We have some way to go; we still need to find a way of targeting the specific and more aggressive biology of these cancers but it’s not quite such a bleak picture as we might have thought from the data of this randomised trial. It is a lot more work; the more we sub-classify breast cancer into different subtypes and try and work out precisely which treatment works for which breast cancer subtype. It’s been quite difficult over the years to do large trials in all early breast cancer patients; we’re getting better at that, we’ve now got to take that skill set and apply it to the question of smaller subgroups and for that I’m convinced we need to do international collaboration as we showed in the BEATRICE trial.
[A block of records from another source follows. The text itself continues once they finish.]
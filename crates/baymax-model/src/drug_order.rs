//! Drug order requests and results
//!
//! Two backend routes answer a drug order with different shapes. The primary
//! route returns a full safety assessment; the legacy fallback returns only
//! the top drug-drug interaction matches. [`DrugOrderResult`] keeps the two
//! apart and [`DrugOrderResult::interactions`] gives the common view.

use serde::{Deserialize, Serialize};

/// Payload sent to both drug order endpoints
#[derive(Debug, Clone, PartialEq, Eq, Serialize, Deserialize)]
pub struct DrugOrderRequest {
    pub file_path: String,
    pub new_medication: String,
}

impl DrugOrderRequest {
    /// Build a request, trimming the medication name.
    ///
    /// Returns `None` when the trimmed name is blank.
    pub fn new(patient_id: impl Into<String>, medication: &str) -> Option<Self> {
        let medication = medication.trim();
        if medication.is_empty() {
            return None;
        }
        Some(Self {
            file_path: patient_id.into(),
            new_medication: medication.to_string(),
        })
    }
}

/// One drug-drug interaction match
#[derive(Debug, Clone, PartialEq, Serialize, Deserialize)]
pub struct Interaction {
    pub interaction: String,
    #[serde(default, skip_serializing_if = "Option::is_none")]
    pub score: Option<f64>,
}

/// A backend-flagged reason the medication may be unsafe
#[derive(Debug, Clone, PartialEq, Serialize, Deserialize)]
pub struct Contraindication {
    pub text: String,
    #[serde(default)]
    pub similarity: f64,
}

/// Safety assessment produced by the primary route
#[derive(Debug, Clone, Default, PartialEq, Serialize, Deserialize)]
pub struct SafetyAssessment {
    #[serde(default)]
    pub drug_interactions: Vec<Interaction>,
    /// `None` when the backend did not send a list
    #[serde(default)]
    pub contraindications: Option<Vec<Contraindication>>,
    #[serde(default)]
    pub has_alerts: bool,
    #[serde(default)]
    pub ai_assessment: Option<String>,
}

/// Body of the primary drug order endpoint
#[derive(Debug, Clone, Default, PartialEq, Serialize, Deserialize)]
pub struct PrimaryOrderResponse {
    #[serde(default)]
    pub safety_assessment: SafetyAssessment,
}

/// Body of the fallback interaction-match endpoint
#[derive(Debug, Clone, Default, PartialEq, Serialize, Deserialize)]
pub struct FallbackOrderResponse {
    #[serde(default)]
    pub top_5_ddi_matches: Vec<Interaction>,
}

/// Which endpoint answered a drug order
#[derive(Debug, Clone, Copy, PartialEq, Eq)]
pub enum OrderSource {
    Primary,
    Fallback,
}

/// Outcome of one drug order submission. Exactly one shape is active.
#[derive(Debug, Clone, PartialEq)]
pub enum DrugOrderResult {
    Primary(SafetyAssessment),
    Fallback(Vec<Interaction>),
}

impl DrugOrderResult {
    pub fn source(&self) -> OrderSource {
        match self {
            DrugOrderResult::Primary(_) => OrderSource::Primary,
            DrugOrderResult::Fallback(_) => OrderSource::Fallback,
        }
    }

    /// Interaction list common to both shapes
    pub fn interactions(&self) -> &[Interaction] {
        match self {
            DrugOrderResult::Primary(assessment) => &assessment.drug_interactions,
            DrugOrderResult::Fallback(matches) => matches,
        }
    }

    /// Contraindications; only the primary shape carries them
    pub fn contraindications(&self) -> Option<&[Contraindication]> {
        match self {
            DrugOrderResult::Primary(assessment) => assessment.contraindications.as_deref(),
            DrugOrderResult::Fallback(_) => None,
        }
    }

    /// Free-text AI assessment; only the primary shape carries it
    pub fn ai_assessment(&self) -> Option<&str> {
        match self {
            DrugOrderResult::Primary(assessment) => assessment
                .ai_assessment
                .as_deref()
                .filter(|text| !text.is_empty()),
            DrugOrderResult::Fallback(_) => None,
        }
    }
}

impl From<PrimaryOrderResponse> for DrugOrderResult {
    fn from(response: PrimaryOrderResponse) -> Self {
        DrugOrderResult::Primary(response.safety_assessment)
    }
}

impl From<FallbackOrderResponse> for DrugOrderResult {
    fn from(response: FallbackOrderResponse) -> Self {
        DrugOrderResult::Fallback(response.top_5_ddi_matches)
    }
}
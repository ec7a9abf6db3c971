//! Per-operation busy flags

use baymax_diagnostics::Operation;
use parking_lot::Mutex;
use std::collections::HashSet;
use std::sync::Arc;
use tokio::sync::Notify;

/// Set of operations currently outstanding
#[derive(Debug, Clone, Default)]
pub struct BusyFlags {
    active: Arc<Mutex<HashSet<Operation>>>,
    released: Arc<Notify>,
}

impl BusyFlags {
    pub fn new() -> Self {
        Self::default()
    }

    /// Mark `operation` as outstanding.
    ///
    /// Returns `None` if it already is. The flag is cleared when the returned
    /// guard is dropped, on every exit path.
    pub fn try_begin(&self, operation: Operation) -> Option<BusyGuard> {
        if !self.active.lock().insert(operation) {
            return None;
        }
        Some(BusyGuard {
            active: Arc::clone(&self.active),
            released: Arc::clone(&self.released),
            operation,
        })
    }

    /// Mark `operation` as outstanding, waiting for a current run to finish
    pub async fn begin_when_idle(&self, operation: Operation) -> BusyGuard {
        loop {
            let released = self.released.notified();
            tokio::pin!(released);
            released.as_mut().enable();
            if let Some(guard) = self.try_begin(operation) {
                return guard;
            }
            released.await;
        }
    }

    pub fn is_busy(&self, operation: Operation) -> bool {
        self.active.lock().contains(&operation)
    }
}

/// Clears its operation's busy flag on drop
#[derive(Debug)]
pub struct BusyGuard {
    active: Arc<Mutex<HashSet<Operation>>>,
    released: Arc<Notify>,
    operation: Operation,
}

impl Drop for BusyGuard {
    fn drop(&mut self) {
        self.active.lock().remove(&self.operation);
        self.released.notify_waiters();
    }
}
Not everybody was convinced we could recruit 2,500 early triple negative breast cancer patients in a worldwide study; we did that in just over two years. I think therefore that if we end up with subgroups of breast cancers even down to 5-8% of all breast cancers we can, through international collaboration, run the studies. When it gets very challenging is if we were down to 1-2% of all breast cancer subtypes, then I think we really would have to think again carefully how we best do research in that area. But I think we’re getting better at collaborating internationally and that’s important for women.